Characterization of [3H]Ryanodine Binding Sites in Mammalian Lung

The ryanodine-sensitive calcium channels, also called ryanodine receptors, are intracellular Ca2+-release channels that have been shown to bind the neutral plant alkaloid ryanodine with nanomolar affinity. The activity of the skeletal muscle (RyR1), cardiac muscle (RyR2), and brain (RyR3) ryanodine receptor isoforms have been shown to be highly regulated by physiological factors including pH, temperature, and ionic strength; endogenous compounds including Ca2+, Mg2+, and adenosine triphosphate (ATP); and pharmacological agents including caffeine, ruthenium red, and neomycin. RyR3 is reportedly expressed in diverse tissues including lung; however, specific [3H]ryanodine binding sites in mammalian lung tissue have not been characterized. In this study, hamster lung ryanodine binding proteins were shown to specifically bind [3H]ryanodine with an affinity similar to that of RyR isoforms found in other tissues and this binding was shown to be sensitive to Ca2+ concentration, stimulation by caffeine and spermine, and inhibition by Mg2+, ruthenium red, and neomycin.

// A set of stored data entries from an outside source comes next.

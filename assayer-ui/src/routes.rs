//! Route Paths
//!
//! Paths of every page, in the order the router checks them. The server
//! side route table answers navigations to the same paths.

pub const MAIN_MENU: &str = "/";
pub const METAL_CALCULATE: &str = "/calculate";
pub const UPLOAD_ITEMS: &str = "/upload-items";
pub const ITEM_LIST: &str = "/item-list";
pub const ITEM_DETAIL: &str = "/items/:id";
pub const LOGIN: &str = "/login";
pub const CSV_EDITOR: &str = "/csv";

/// Path of one item's detail page
pub fn item_detail(id: u64) -> String {
    ITEM_DETAIL.replace(":id", &id.to_string())
}

#[cfg(test)]
mod tests {
    use super::*;

    #[test]
    fn test_item_detail_path() {
        assert_eq!(item_detail(42), "/items/42");
    }
}
/// Calculation over operator-corrected rows.
///
/// Blank weights count as missing, `box_no`/`box_id` are coerced to
/// integers (non-numeric → 0), rows are stably sorted by
/// `(box_no, box_id)` and the client-side `original_index` is dropped.
pub fn calculate_fixed(items: &mut Table, prices: &Table) -> Result<(), ValuationError> {
    if let Some(weight) = items.column_index("weight") {
        for row in 0..items.len() {
            if items.cell(row, weight).is_some_and(|w| w.trim().is_empty()) {
                items.set_cell(row, weight, None);
            }
        }
    }

    calculate(items, prices)?;

    let box_no = require(items, "item", "box_no")?;
    let box_id = require(items, "item", "box_id")?;
    for row in 0..items.len() {
        for col in [box_no, box_id] {
            let n = coerce_integer(items.cell(row, col));
            items.set_cell(row, col, Some(n.to_string()));
        }
    }

    items.sort_rows_by_key(|cells| (integer_cell(&cells[box_no]), integer_cell(&cells[box_id])));
    items.drop_column("original_index");

    Ok(())
}

/// Quick per-row values: `weight × price` joined on material.
///
/// Column names and materials are lower-cased first. Rows are keyed by
/// `name` when the item sheet has one, otherwise by `material`; unpriced
/// or unparsable rows are worth 0.
pub fn quick_values(items: &Table, prices: &Table) -> Result<Vec<Value>, ValuationError> {
    let mut items = items.clone();
    let mut prices = prices.clone();
    items.rename_columns(str::to_lowercase);
    prices.rename_columns(str::to_lowercase);

    let material = require(&items, "item", "material")?;
    let weight_col = require(&items, "item", "weight")?;
    let price_material = require(&prices, "price", "material")?;
    let price = require(&prices, "price", "price")?;
    let (key, key_col) = match items.column_index("name") {
        Some(col) => ("name", col),
        None => ("material", material),
    };

    let mut results = Vec::new();
    for row in 0..items.len() {
        let item_material = items.cell(row, material).map(str::to_lowercase);
        let weight = items
            .cell(row, weight_col)
            .and_then(|w| w.trim().parse::<f64>().ok());

        let matches: Vec<Option<f64>> = (0..prices.len())
            .filter(|&p| {
                item_material.is_some()
                    && prices.cell(p, price_material).map(str::to_lowercase) == item_material
            })
            .map(|p| prices.cell(p, price).and_then(|v| v.trim().parse::<f64>().ok()))
            .collect();
        let matches = if matches.is_empty() { vec![None] } else { matches };

        let label = if key_col == material {
            item_material.clone()
        } else {
            items.cell(row, key_col).map(str::to_string)
        };

        for unit_price in matches {
            let value = match (weight, unit_price) {
                (Some(w), Some(p)) if (w * p).is_finite() => w * p,
                _ => 0.0,
            };
            results.push(json!({ key: label, "value": value }));
        }
    }

    Ok(results)
}

/// Numeric coercion: unparsable and NaN become 0
fn coerce_number(raw: &str) -> f64 {
    raw.trim()
        .parse::<f64>()
        .ok()
        .filter(|v| !v.is_nan())
        .unwrap_or(0.0)
}

/// Integer coercion truncating toward zero
fn coerce_integer(raw: Option<&str>) -> i64 {
    raw.map(coerce_number)
        .filter(|v| v.is_finite())
        .map(|v| v.trunc() as i64)
        .unwrap_or(0)
}

fn integer_cell(cell: &Cell) -> i64 {
    coerce_integer(cell.as_deref())
}

/// Render a float the way the result sheets always have: integral values
/// keep a trailing `.0`, everything else uses the shortest exact form.
pub fn format_number(value: f64) -> String {
    if value.is_finite() && value.fract() == 0.0 && value.abs() < 1e16 {
        format!("{:.1}", value)
    } else {
        format!("{}", value)
    }
}

#[cfg(test)]
mod tests {
    use super::*;

    fn prices() -> Table {
        Table::from_csv_bytes(b"material,price\nK18,9000\nPt900,5000.5\nSV925,abc\n").unwrap()
    }

    fn price_list() -> PriceList {
        PriceList::from_table(&prices()).unwrap()
    }

    #[test]
    fn test_parse_total_weight() {
        assert_eq!(parse_total_weight(Some("12.5g")), 12.5);
        assert_eq!(parse_total_weight(Some("12.5 g (chain 2g)")), 12.5);
        assert_eq!(parse_total_weight(Some("約3.2")), 3.2);
        assert_eq!(parse_total_weight(Some("7")), 7.0);
        assert_eq!(parse_total_weight(Some("abc")), 0.0);
        assert_eq!(parse_total_weight(Some("1.2.3")), 0.0);
        assert_eq!(parse_total_weight(Some("")), 0.0);
        assert_eq!(parse_total_weight(None), 0.0);
    }

    #[test]
    fn test_gemstone_weight() {
        // 3mm stone: 27 / 700
        let mm = estimate_gemstone_weight(Some("3mm"));
        assert!((mm - 27.0 / 700.0).abs() < 1e-12);

        // 0.5 carat: 0.1 g
        let ct = estimate_gemstone_weight(Some("0.5ct"));
        assert!((ct - 0.1).abs() < 1e-12);

        // integers without mm or a dot are ignored
        assert_eq!(estimate_gemstone_weight(Some("2pcs")), 0.0);

        // sizes, percentages and item numbers are skipped
        assert_eq!(
            estimate_gemstone_weight(Some("#12 45cm 0.5% 1.5cm")),
            0.0
        );

        let mixed = estimate_gemstone_weight(Some("D0.25 3mm #3 note"));
        assert!((mixed - (0.05 + 27.0 / 700.0)).abs() < 1e-12);

        assert_eq!(estimate_gemstone_weight(None), 0.0);
    }

    #[test]
    fn test_price_list() {
        let list = price_list();
        assert_eq!(list.get("k18"), Some(9000.0));
        assert_eq!(list.get("pt900"), Some(5000.5));
        assert_eq!(list.get("sv925"), Some(0.0));
        assert_eq!(list.get("K18"), None);
    }

    #[test]
    fn test_value_row_priced() {
        let v = value_row(Some("10g"), Some("0.5ct"), Some("  K18 "), &price_list());

        assert_eq!(v.total_weight, 10.0);
        assert!((v.gemstone_weight - 0.1).abs() < 1e-12);
        assert!((v.material_weight - 9.9).abs() < 1e-9);
        assert!((v.jewelry_price - 9.9 * 9000.0).abs() < 1e-6);
        assert_eq!(v.material_price, 9000.0);
    }

    #[test]
    fn test_value_row_unpriced_keeps_total_weight() {
        let v = value_row(Some("10g"), Some("3mm"), Some("gold"), &price_list());
        assert_eq!(
            v,
            RowValuation {
                total_weight: 10.0,
                ..RowValuation::default()
            }
        );

        let none = value_row(Some("4g"), None, None, &price_list());
        assert_eq!(none.total_weight, 4.0);
        assert_eq!(none.jewelry_price, 0.0);
    }

    #[test]
    fn test_calculate_appends_columns() {
        let mut items = Table::from_csv_bytes(
            b"box_id,weight,misc,material\n1,10g,0.5ct,K18\n2,5g,,silver\n",
        )
        .unwrap();

        calculate(&mut items, &prices()).unwrap();

        assert_eq!(
            &items.columns()[4..],
            VALUATION_COLUMNS.map(String::from).as_slice()
        );
        let col = |name: &str| items.column_index(name).unwrap();
        assert_eq!(items.cell(0, col("material_price")), Some("9000.0"));
        assert_eq!(items.cell(0, col("total_weight")), Some("10.0"));
        assert_eq!(items.cell(1, col("jewelry_price")), Some("0.0"));
        assert_eq!(items.cell(1, col("total_weight")), Some("5.0"));
    }

    #[test]
    fn test_calculate_overwrites_existing_columns() {
        let mut items =
            Table::from_csv_bytes(b"weight,misc,material,total_weight\n2g,,K18,old\n").unwrap();

        calculate(&mut items, &prices()).unwrap();

        assert_eq!(items.columns().len(), 8);
        assert_eq!(items.cell(0, 3), Some("2.0"));
    }

    #[test]
    fn test_calculate_missing_columns() {
        let mut items = Table::from_csv_bytes(b"weight,material\n1g,K18\n").unwrap();
        let err = calculate(&mut items, &prices()).unwrap_err();
        assert!(matches!(
            err,
            ValuationError::MissingColumn { sheet: "item", ref column } if column == "misc"
        ));

        let mut items = Table::from_csv_bytes(b"weight,misc,material\n1g,,K18\n").unwrap();
        let bad_prices = Table::from_csv_bytes(b"material,cost\nK18,1\n").unwrap();
        assert!(matches!(
            calculate(&mut items, &bad_prices),
            Err(ValuationError::MissingColumn { sheet: "price", .. })
        ));
    }

    #[test]
    fn test_find_invalid_weights() {
        let items = Table::from_csv_bytes(
            b"box_id,box_no,weight\n1,10,12g\n2,10,abc\n3,11,\n4,11,1.2.3g\n5,12,  \n",
        )
        .unwrap();

        let invalid = find_invalid_weights(&items);
        let indices: Vec<usize> = invalid.iter().map(|w| w.index).collect();

        assert_eq!(indices, vec![1, 3]);
        assert_eq!(invalid[0].weight, "abc");
        assert_eq!(invalid[0].box_id, "2");
        assert_eq!(invalid[0].box_no, "10");
        assert_eq!(invalid[0].row_data["weight"], "abc");
    }

    #[test]
    fn test_find_invalid_weights_without_weight_column() {
        let items = Table::from_csv_bytes(b"box_id\n1\n").unwrap();
        assert!(find_invalid_weights(&items).is_empty());
    }

    #[test]
    fn test_calculate_fixed_sorts_and_cleans() {
        let records = vec![
            json!({"box_no": "2", "box_id": 1, "weight": "3g", "misc": null, "material": "K18", "original_index": 0}),
            json!({"box_no": 1, "box_id": "x", "weight": " ", "misc": null, "material": "K18", "original_index": 1}),
            json!({"box_no": "1.9", "box_id": 0, "weight": "1g", "misc": null, "material": "Pt900", "original_index": 2}),
            json!({"box_no": 1, "box_id": -1, "weight": "2g", "misc": null, "material": "K18", "original_index": 3}),
        ];
        let mut items = Table::from_records(&records).unwrap();

        calculate_fixed(&mut items, &prices()).unwrap();

        assert!(items.column_index("original_index").is_none());
        let box_no = items.column_index("box_no").unwrap();
        let box_id = items.column_index("box_id").unwrap();
        let weight = items.column_index("total_weight").unwrap();

        let keys: Vec<(&str, &str)> = (0..items.len())
            .map(|r| (items.cell(r, box_no).unwrap(), items.cell(r, box_id).unwrap()))
            .collect();
        assert_eq!(keys, vec![("1", "-1"), ("1", "0"), ("1", "0"), ("2", "1")]);

        // stable: the blank-weight row (input 1) stays ahead of input 2
        assert_eq!(items.cell(1, weight), Some("0.0"));
        assert_eq!(items.cell(2, weight), Some("1.0"));
    }

    #[test]
    fn test_calculate_fixed_requires_box_columns() {
        let mut items = Table::from_records(&[json!({"weight": "1g", "misc": null, "material": "K18"})]).unwrap();
        assert!(matches!(
            calculate_fixed(&mut items, &prices()),
            Err(ValuationError::MissingColumn { .. })
        ));
    }

    #[test]
    fn test_quick_values() {
        let items = Table::from_csv_bytes(b"Name,Material,Weight\nring,K18,2\nchain,gold,3\nbad,K18,x\n").unwrap();
        let prices = Table::from_csv_bytes(b"Material,Price\nk18,100\n").unwrap();

        let results = quick_values(&items, &prices).unwrap();

        assert_eq!(
            results,
            vec![
                json!({"name": "ring", "value": 200.0}),
                json!({"name": "chain", "value": 0.0}),
                json!({"name": "bad", "value": 0.0}),
            ]
        );
    }

    #[test]
    fn test_quick_values_keyed_by_material() {
        let items = Table::from_csv_bytes(b"material,weight\nK18,1.5\n").unwrap();
        let prices = Table::from_csv_bytes(b"material,price\nK18,10\n").unwrap();

        let results = quick_values(&items, &prices).unwrap();
        assert_eq!(results, vec![json!({"material": "k18", "value": 15.0})]);
    }

    #[test]
    fn test_format_number() {
        assert_eq!(format_number(0.0), "0.0");
        assert_eq!(format_number(12.0), "12.0");
        assert_eq!(format_number(12.5), "12.5");
        assert_eq!(format_number(-3.0), "-3.0");
        assert_eq!(format_number(0.1 + 0.2), "0.30000000000000004");
    }
}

The solubilized, intact ryanodine binding protein from hamster lung demonstrated approximately the same 30S sedimentation coefficient as RyR1 and RyR2, but a putative ryanodine receptor subunit from hamster lung was not found to cross-react with antibodies specific for the three known isoforms. We conclude that the hamster lung ryanodine binding protein demonstrates sedimentation and binding characteristics that are similar to those of the known RyR isoforms, but may exhibit antigenic dissimilarity from the typical RyR isoforms found in muscle and brain.